OBJECTIVE: The present study aimed at evaluating the effect of opicapone, a third generation nitrocatechol catechol-O-methyltransferase (COMT) inhibitor, on the systemic and central bioavailability of 3,4-dihydroxy-l-phenylalanine (levodopa) and related metabolites in the cynomolgus monkey.

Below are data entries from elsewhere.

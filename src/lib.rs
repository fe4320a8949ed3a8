pub mod assessment;
pub mod cli;
pub mod config;
pub mod errors;
pub mod export;
pub mod image_validator;
pub mod render;
pub mod session;
pub mod validator;
pub mod web;

pub use assessment::{AssessmentResult, AssessmentService, GeminiClient, GeminiConfig};
pub use config::AppConfig;
pub use web::{build_rocket, start_web_server, WebState};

METHODS: Four monkeys, implanted with guiding cannulas for microdialysis probes, in the substantia nigra, dorsal striatum and prefrontal cortex, were randomized in two groups that received, in a crossover design, vehicle or 100 mg/kg opicapone for 14 days. Twenty-three hours after last administration of vehicle or opicapone, animals were challenged with levodopa/benserazide (12/3 mg/kg). Extracellular dialysate and blood samples were collected over 360 min (at 30 min intervals) for the assays of catecholamine and COMT activity.
RESULTS: Opicapone increased levodopa systemic exposure by 2-fold not changing Cmax values and reduced both 3-O-methyldopa (3-OMD) exposure and Cmax values by 5-fold. These changes were accompanied by ∼76-84% reduction in erythrocyte COMT activity. In dorsal striatum and substantia nigra, opicapone increased levodopa exposure by 1.7- and 1.4-fold, respectively, reducing 3-OMD exposure by 5- and 7-fold respectively. DOPAC exposure was increased by 4-fold in the substantia nigra. In the prefrontal cortex, opicapone increased levodopa exposure and reduced 3-OMD levels by 2.3- and 2.4-fold, respectively.
CONCLUSIONS: Opicapone behaved as long-acting COMT inhibitor that markedly increased systemic and central levodopa bioavailability. Opicapone is a strong candidate to fill the unmet need for COMT inhibitors that lead to more sustained levodopa levels in Parkinson's disease patients.